A Deep Neural Network for Working Memory Load Prediction from EEG Ensemble Empirical Mode Decomposition

Abstract

Mild Cognitive Impairment (MCI) and Alzheimer’s Disease (AD) are frequently associated with working memory (WM) dysfunction, which is also observed in various neural psychiatric disorders, including depression, schizophrenia, and ADHD. Early detection of WM dysfunction is essential to predict the onset of MCI and AD. Artificial Intelligence (AI)-based algorithms are increasingly used to identify biomarkers for detecting subtle changes in loaded WM. This paper presents an approach using electroencephalograms (EEG), time-frequency signal processing, and a Deep Neural Network (DNN) to predict WM load in normal and MCI-diagnosed subjects. EEG signals were recorded using an EEG cap during working memory tasks, including block tapping and N-back visuospatial interfaces.

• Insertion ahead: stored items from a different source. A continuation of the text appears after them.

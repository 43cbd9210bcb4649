//! The decoded accessor tree.
//!
//! An ordered collection of named, typed entries built once per message.
//! Names are not unique; lookups resolve to the last entry with the
//! requested name. The entry list never changes after decode — sets
//! replace values in place — so key-iterator cursors stay valid for the
//! tree's lifetime.

use grib_common::{GribError, GribResult, KeyFlags, Value, ValueKind};

/// One named, typed field of a decoded message.
#[derive(Debug, Clone)]
pub struct Accessor {
    pub name: String,
    pub value: Value,
    pub native_kind: ValueKind,
    pub read_only: bool,
    pub namespace: Option<String>,
    pub flags: KeyFlags,
    /// Coded width in bits for keys backed by fixed-width message bytes.
    pub coded_bits: Option<u32>,
    /// Sign-magnitude coded keys spend one bit on the sign.
    pub signed: bool,
}

/// Ordered, possibly duplicate-named collection of accessors.
#[derive(Debug, Clone, Default)]
pub struct AccessorTree {
    entries: Vec<Accessor>,
}

impl AccessorTree {
    pub(crate) fn new() -> Self {
        Self::default()
    }

    /// Append an entry. A repeated name marks the new entry as the
    /// duplicate, since it shadows the earlier one for lookups.
    pub(crate) fn push(&mut self, mut accessor: Accessor) {
        if self.entries.iter().any(|e| e.name == accessor.name) {
            accessor.flags |= KeyFlags::DUPLICATE;
        }
        self.entries.push(accessor);
    }

    pub fn len(&self) -> usize {
        self.entries.len()
    }

    pub fn is_empty(&self) -> bool {
        self.entries.is_empty()
    }

    pub fn entries(&self) -> &[Accessor] {
        &self.entries
    }

    pub fn contains(&self, name: &str) -> bool {
        self.entries.iter().any(|e| e.name == name)
    }

    /// The entry a lookup of `name` resolves to: the last one with that
    /// name.
    pub fn find(&self, name: &str) -> Option<&Accessor> {
        self.entries.iter().rev().find(|e| e.name == name)
    }

    fn find_index(&self, name: &str) -> Option<usize> {
        self.entries.iter().rposition(|e| e.name == name)
    }

    /// Total element count over every entry named `name`.
    pub fn total_count(&self, name: &str) -> Option<usize> {
        let mut found = false;
        let mut total = 0;
        for e in self.entries.iter().filter(|e| e.name == name) {
            found = true;
            total += e.value.element_count();
        }
        found.then_some(total)
    }

    /// Longest string representation over every entry named `name`.
    pub fn max_string_length(&self, name: &str) -> Option<usize> {
        self.entries
            .iter()
            .filter(|e| e.name == name)
            .map(|e| {
                e.value
                    .as_string()
                    .map(|s| s.len())
                    .unwrap_or_else(|| e.value.to_string().len())
            })
            .max()
    }

    /// Replace the value of the last entry named `name`, coercing the
    /// incoming value to the entry's native kind.
    ///
    /// Fails without mutating anything: `ReadOnly` for read-only
    /// entries, `WrongConversion` when the coercion is undefined,
    /// `OutOfRange` when a long does not fit the entry's coded width.
    pub fn set(&mut self, name: &str, incoming: Value) -> GribResult<()> {
        let idx = self
            .find_index(name)
            .ok_or_else(|| GribError::KeyNotFound(name.to_string()))?;
        let entry = &self.entries[idx];

        if entry.read_only {
            return Err(GribError::ReadOnly(name.to_string()));
        }

        let new_value = coerce_for_entry(name, entry, incoming)?;
        self.entries[idx].value = new_value;
        Ok(())
    }

    /// Mark the last entry named `name` as missing.
    pub fn set_missing(&mut self, name: &str) -> GribResult<()> {
        let idx = self
            .find_index(name)
            .ok_or_else(|| GribError::KeyNotFound(name.to_string()))?;
        if self.entries[idx].read_only {
            return Err(GribError::ReadOnly(name.to_string()));
        }
        let kind = self.entries[idx].native_kind;
        self.entries[idx].value = Value::Missing(kind);
        Ok(())
    }
}

pub(crate) fn kind_label(value: &Value) -> &'static str {
    if value.is_missing() {
        "missing"
    } else {
        value.kind().as_str()
    }
}

fn coerce_for_entry(name: &str, entry: &Accessor, incoming: Value) -> GribResult<Value> {
    // Arrays pass through when their element kind already matches; no
    // elementwise conversion.
    if incoming.is_array() {
        if incoming.kind() == entry.native_kind {
            return Ok(incoming);
        }
        return Err(GribError::WrongConversion {
            key: name.to_string(),
            from: kind_label(&incoming),
            to: entry.native_kind.as_str(),
        });
    }

    match entry.native_kind {
        ValueKind::Long => {
            let v = incoming.as_long().ok_or_else(|| GribError::WrongConversion {
                key: name.to_string(),
                from: kind_label(&incoming),
                to: "long",
            })?;
            check_coded_range(name, entry, v)?;
            Ok(Value::Long(v))
        }
        ValueKind::Double => {
            let v = incoming
                .as_double()
                .ok_or_else(|| GribError::WrongConversion {
                    key: name.to_string(),
                    from: kind_label(&incoming),
                    to: "double",
                })?;
            Ok(Value::Double(v))
        }
        ValueKind::String => {
            let v = incoming
                .as_string()
                .ok_or_else(|| GribError::WrongConversion {
                    key: name.to_string(),
                    from: kind_label(&incoming),
                    to: "string",
                })?;
            Ok(Value::String(v))
        }
        ValueKind::Bytes => match incoming {
            Value::Bytes(b) => Ok(Value::Bytes(b)),
            other => Err(GribError::WrongConversion {
                key: name.to_string(),
                from: kind_label(&other),
                to: "bytes",
            }),
        },
    }
}

fn check_coded_range(name: &str, entry: &Accessor, value: i64) -> GribResult<()> {
    let Some(bits) = entry.coded_bits else {
        return Ok(());
    };
    let value_bits = if entry.signed { bits - 1 } else { bits };
    if value_bits >= 63 {
        return Ok(());
    }

    let max = (1i64 << value_bits) - 1;
    let min = if entry.signed { -max } else { 0 };
    if value < min || value > max {
        return Err(GribError::OutOfRange {
            key: name.to_string(),
            value,
            bits,
        });
    }
    Ok(())
}

#[cfg(test)]
mod tests {
    use super::*;

    fn entry(name: &str, value: Value, kind: ValueKind) -> Accessor {
        Accessor {
            name: name.to_string(),
            value,
            native_kind: kind,
            read_only: false,
            namespace: None,
            flags: KeyFlags::CODED,
            coded_bits: None,
            signed: false,
        }
    }

    fn tree_with(entries: Vec<Accessor>) -> AccessorTree {
        let mut tree = AccessorTree::new();
        for e in entries {
            tree.push(e);
        }
        tree
    }

    #[test]
    fn test_last_entry_wins() {
        let tree = tree_with(vec![
            entry("K", Value::Long(1), ValueKind::Long),
            entry("other", Value::Long(5), ValueKind::Long),
            entry("K", Value::Long(2), ValueKind::Long),
        ]);

        assert_eq!(tree.find("K").unwrap().value, Value::Long(2));
    }

    #[test]
    fn test_duplicate_flagging() {
        let tree = tree_with(vec![
            entry("K", Value::Long(1), ValueKind::Long),
            entry("K", Value::Long(2), ValueKind::Long),
        ]);

        let entries = tree.entries();
        assert!(!entries[0].flags.contains(KeyFlags::DUPLICATE));
        assert!(entries[1].flags.contains(KeyFlags::DUPLICATE));
    }

    #[test]
    fn test_total_count_sums_duplicates() {
        let tree = tree_with(vec![
            entry("K", Value::Long(1), ValueKind::Long),
            entry("K", Value::DoubleArray(vec![1.0, 2.0, 3.0]), ValueKind::Double),
        ]);

        assert_eq!(tree.total_count("K"), Some(4));
        assert_eq!(tree.total_count("absent"), None);
    }

    #[test]
    fn test_set_replaces_last_entry_only() {
        let mut tree = tree_with(vec![
            entry("K", Value::Long(1), ValueKind::Long),
            entry("K", Value::Long(2), ValueKind::Long),
        ]);

        tree.set("K", Value::Long(9)).unwrap();
        assert_eq!(tree.entries()[0].value, Value::Long(1));
        assert_eq!(tree.entries()[1].value, Value::Long(9));
    }

    #[test]
    fn test_set_read_only_rejected() {
        let mut acc = entry("edition", Value::Long(2), ValueKind::Long);
        acc.read_only = true;
        let mut tree = tree_with(vec![acc]);

        let err = tree.set("edition", Value::Long(1)).unwrap_err();
        assert!(matches!(err, GribError::ReadOnly(_)));
        assert_eq!(tree.find("edition").unwrap().value, Value::Long(2));
    }

    #[test]
    fn test_set_coerces_long_into_string_field() {
        let mut tree = tree_with(vec![entry("name", Value::String("x".into()), ValueKind::String)]);

        tree.set("name", Value::Long(42)).unwrap();
        assert_eq!(tree.find("name").unwrap().value, Value::String("42".into()));
    }

    #[test]
    fn test_set_non_numeric_string_into_long_field() {
        let mut tree = tree_with(vec![entry("level", Value::Long(850), ValueKind::Long)]);

        let err = tree
            .set("level", Value::String("not a number".into()))
            .unwrap_err();
        assert!(matches!(err, GribError::WrongConversion { .. }));
        // The failed set left the tree untouched.
        assert_eq!(tree.find("level").unwrap().value, Value::Long(850));
    }

    #[test]
    fn test_set_out_of_coded_range() {
        let mut acc = entry("scanningMode", Value::Long(0), ValueKind::Long);
        acc.coded_bits = Some(8);
        let mut tree = tree_with(vec![acc]);

        tree.set("scanningMode", Value::Long(255)).unwrap();
        let err = tree.set("scanningMode", Value::Long(256)).unwrap_err();
        assert!(matches!(err, GribError::OutOfRange { bits: 8, .. }));
        assert_eq!(tree.find("scanningMode").unwrap().value, Value::Long(255));
    }

    #[test]
    fn test_signed_coded_range() {
        let mut acc = entry("binaryScaleFactor", Value::Long(0), ValueKind::Long);
        acc.coded_bits = Some(16);
        acc.signed = true;
        let mut tree = tree_with(vec![acc]);

        tree.set("binaryScaleFactor", Value::Long(-32767)).unwrap();
        assert!(tree.set("binaryScaleFactor", Value::Long(40000)).is_err());
    }

    #[test]
    fn test_set_missing_and_back() {
        let mut tree = tree_with(vec![entry("level", Value::Long(850), ValueKind::Long)]);

        tree.set_missing("level").unwrap();
        assert!(tree.find("level").unwrap().value.is_missing());

        tree.set("level", Value::Long(500)).unwrap();
        assert_eq!(tree.find("level").unwrap().value, Value::Long(500));
    }

    #[test]
    fn test_set_unknown_key() {
        let mut tree = tree_with(vec![]);
        let err = tree.set("nope", Value::Long(1)).unwrap_err();
        assert!(matches!(err, GribError::KeyNotFound(_)));
    }

    #[test]
    fn test_max_string_length() {
        let tree = tree_with(vec![
            entry("K", Value::String("ab".into()), ValueKind::String),
            entry("K", Value::String("abcd".into()), ValueKind::String),
        ]);
        assert_eq!(tree.max_string_length("K"), Some(4));
    }
}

The data were bandpass-filtered, and independent components analysis was used to select the best electrode channels. The Ensemble Empirical Mode Decomposition (EEMD) algorithm was then applied to the EEG signals to obtain the time-frequency Intrinsic Mode Functions (IMFs). The EEMD and DNN methods perform better than traditional machine learning methods as well as Convolutional Neural Networks (CNN) for the prediction of WM load. Prediction accuracies were consistently higher for both normal and MCI subjects, averaging 97.62%. The average Kappa score for normal subjects was 94.98% and 92.49% for subjects with MCI. Subjects with MCI showed higher values for beta and alpha oscillations in the frontal region than normal subjects. The average power spectral density of the IMFs showed that the IMFs (p = 0.0469 for normal subjects and p = 0.0145 for subjects with MCI) are robust and reliable features for WM load prediction.